When I mentioned Khoman’s attitude to Pote, he suggested that I tell Prince Wan. I am not sure that this is a good idea and have not yet done so. However, I am keeping it in mind to see what it might be wise to do. Incidentally, Pote told me the other day that there was a rumor in the government (I would not be surprised if it had been planted by Prince Wan) that one reason Sarit was not obtaining any aid was that the Thai Government was trying to reverse its previous decision not to assess income tax against the huge commissions paid Rips4 for his supposed role in getting the Thai gold back from Japan at the end of the war. (This is a long, complicated story which your Thai Desk people will know and which supposedly involves Prince Wan.) In any event, in accordance with Pote’s suggestion, I today tried to scotch the story by very privately telling the Prime Minister that we had no interest whatever in what they did or did not do with regard to Rips’ income tax. He seemed to appreciate this information.
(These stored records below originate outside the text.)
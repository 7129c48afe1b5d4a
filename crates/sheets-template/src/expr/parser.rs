use super::lexer::{tokenize, Token};
use super::ExprError;

#[derive(Clone, Debug, PartialEq)]
pub enum Literal {
    Null,
    Bool(bool),
    Num(f64),
    Str(String),
}

#[derive(Clone, Copy, Debug, PartialEq, Eq)]
pub enum UnaryOp {
    Not,
    Neg,
}

#[derive(Clone, Copy, Debug, PartialEq, Eq)]
pub enum BinaryOp {
    Add,
    Sub,
    Mul,
    Div,
    Rem,
    Lt,
    Le,
    Gt,
    Ge,
    Eq,
    Ne,
    StrictEq,
    StrictNe,
}

#[derive(Clone, Copy, Debug, PartialEq, Eq)]
pub enum LogicalOp {
    And,
    Or,
}

/// Parsed expression.
#[derive(Clone, Debug, PartialEq)]
pub enum Expr {
    Literal(Literal),
    Ident(String),
    Member(Box<Expr>, Box<Expr>),
    Unary(UnaryOp, Box<Expr>),
    Binary(BinaryOp, Box<Expr>, Box<Expr>),
    Logical(LogicalOp, Box<Expr>, Box<Expr>),
    Conditional(Box<Expr>, Box<Expr>, Box<Expr>),
}

/// Parse expression source text.
pub fn parse(src: &str) -> Result<Expr, ExprError> {
    let tokens = tokenize(src)?;
    let mut parser = Parser { tokens, pos: 0 };
    let expr = parser.conditional()?;
    match parser.peek() {
        None => Ok(expr),
        Some(token) => Err(ExprError::UnexpectedToken(format!("{token:?}"))),
    }
}

struct Parser {
    tokens: Vec<Token>,
    pos: usize,
}

impl Parser {
    fn peek(&self) -> Option<&Token> {
        self.tokens.get(self.pos)
    }

    fn next(&mut self) -> Option<Token> {
        let token = self.tokens.get(self.pos).cloned();
        self.pos += 1;
        token
    }

    fn eat(&mut self, token: &Token) -> bool {
        if self.peek() == Some(token) {
            self.pos += 1;
            true
        } else {
            false
        }
    }

    fn expect(&mut self, token: Token) -> Result<(), ExprError> {
        if self.eat(&token) {
            Ok(())
        } else {
            Err(self.unexpected())
        }
    }

    fn unexpected(&self) -> ExprError {
        match self.peek() {
            Some(token) => ExprError::UnexpectedToken(format!("{token:?}")),
            None => ExprError::UnexpectedEnd,
        }
    }

    fn conditional(&mut self) -> Result<Expr, ExprError> {
        let test = self.or()?;
        if !self.eat(&Token::Question) {
            return Ok(test);
        }
        let then = self.conditional()?;
        self.expect(Token::Colon)?;
        let otherwise = self.conditional()?;
        Ok(Expr::Conditional(Box::new(test), Box::new(then), Box::new(otherwise)))
    }

    fn or(&mut self) -> Result<Expr, ExprError> {
        let mut left = self.and()?;
        while self.eat(&Token::OrOr) {
            let right = self.and()?;
            left = Expr::Logical(LogicalOp::Or, Box::new(left), Box::new(right));
        }
        Ok(left)
    }

    fn and(&mut self) -> Result<Expr, ExprError> {
        let mut left = self.equality()?;
        while self.eat(&Token::AndAnd) {
            let right = self.equality()?;
            left = Expr::Logical(LogicalOp::And, Box::new(left), Box::new(right));
        }
        Ok(left)
    }

    fn binary_level(
        &mut self,
        ops: &[(Token, BinaryOp)],
        operand: fn(&mut Self) -> Result<Expr, ExprError>,
    ) -> Result<Expr, ExprError> {
        let mut left = operand(self)?;
        'outer: loop {
            for (token, op) in ops {
                if self.eat(token) {
                    let right = operand(self)?;
                    left = Expr::Binary(*op, Box::new(left), Box::new(right));
                    continue 'outer;
                }
            }
            return Ok(left);
        }
    }

    fn equality(&mut self) -> Result<Expr, ExprError> {
        self.binary_level(
            &[
                (Token::StrictEq, BinaryOp::StrictEq),
                (Token::StrictNe, BinaryOp::StrictNe),
                (Token::EqEq, BinaryOp::Eq),
                (Token::NotEq, BinaryOp::Ne),
            ],
            Self::comparison,
        )
    }

    fn comparison(&mut self) -> Result<Expr, ExprError> {
        self.binary_level(
            &[
                (Token::Le, BinaryOp::Le),
                (Token::Ge, BinaryOp::Ge),
                (Token::Lt, BinaryOp::Lt),
                (Token::Gt, BinaryOp::Gt),
            ],
            Self::additive,
        )
    }

    fn additive(&mut self) -> Result<Expr, ExprError> {
        self.binary_level(
            &[(Token::Plus, BinaryOp::Add), (Token::Minus, BinaryOp::Sub)],
            Self::multiplicative,
        )
    }

    fn multiplicative(&mut self) -> Result<Expr, ExprError> {
        self.binary_level(
            &[
                (Token::Star, BinaryOp::Mul),
                (Token::Slash, BinaryOp::Div),
                (Token::Percent, BinaryOp::Rem),
            ],
            Self::unary,
        )
    }

    fn unary(&mut self) -> Result<Expr, ExprError> {
        if self.eat(&Token::Bang) {
            return Ok(Expr::Unary(UnaryOp::Not, Box::new(self.unary()?)));
        }
        if self.eat(&Token::Minus) {
            return Ok(Expr::Unary(UnaryOp::Neg, Box::new(self.unary()?)));
        }
        self.postfix()
    }

    fn postfix(&mut self) -> Result<Expr, ExprError> {
        let mut expr = self.primary()?;
        loop {
            if self.eat(&Token::Dot) {
                match self.next() {
                    Some(Token::Ident(name)) => {
                        let key = Expr::Literal(Literal::Str(name));
                        expr = Expr::Member(Box::new(expr), Box::new(key));
                    }
                    Some(token) => return Err(ExprError::UnexpectedToken(format!("{token:?}"))),
                    None => return Err(ExprError::UnexpectedEnd),
                }
            } else if self.eat(&Token::LBracket) {
                let key = self.conditional()?;
                self.expect(Token::RBracket)?;
                expr = Expr::Member(Box::new(expr), Box::new(key));
            } else {
                return Ok(expr);
            }
        }
    }

    fn primary(&mut self) -> Result<Expr, ExprError> {
        let token = self.next().ok_or(ExprError::UnexpectedEnd)?;
        Ok(match token {
            Token::Ident(name) => Expr::Ident(name),
            Token::Int(i) => Expr::Literal(Literal::Num(i as f64)),
            Token::Float(f) => Expr::Literal(Literal::Num(f)),
            Token::Str(s) => Expr::Literal(Literal::Str(s)),
            Token::True => Expr::Literal(Literal::Bool(true)),
            Token::False => Expr::Literal(Literal::Bool(false)),
            Token::Null => Expr::Literal(Literal::Null),
            Token::LParen => {
                let inner = self.conditional()?;
                self.expect(Token::RParen)?;
                inner
            }
            other => return Err(ExprError::UnexpectedToken(format!("{other:?}"))),
        })
    }
}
I’ve told the Prime Minister that as soon as Sarit’s talks are finished I Want to have a good long talk with him on the whole subject of aid. My thought is to review with him what took place in Washington and to point out some of the decisions that will be required by the Thai Government if they wish to change present priorities on our aid projects. My intent is to leave the matter so that the initiative for any change must come from them. Incidentally, I was gratified when the Prime Minister told me today that he had distributed to all Cabinet Ministers the Thai translation of my June 3 American Association speech on aid. I tried in there to say in as easy a way as I could some of the things that I thought needed saying here.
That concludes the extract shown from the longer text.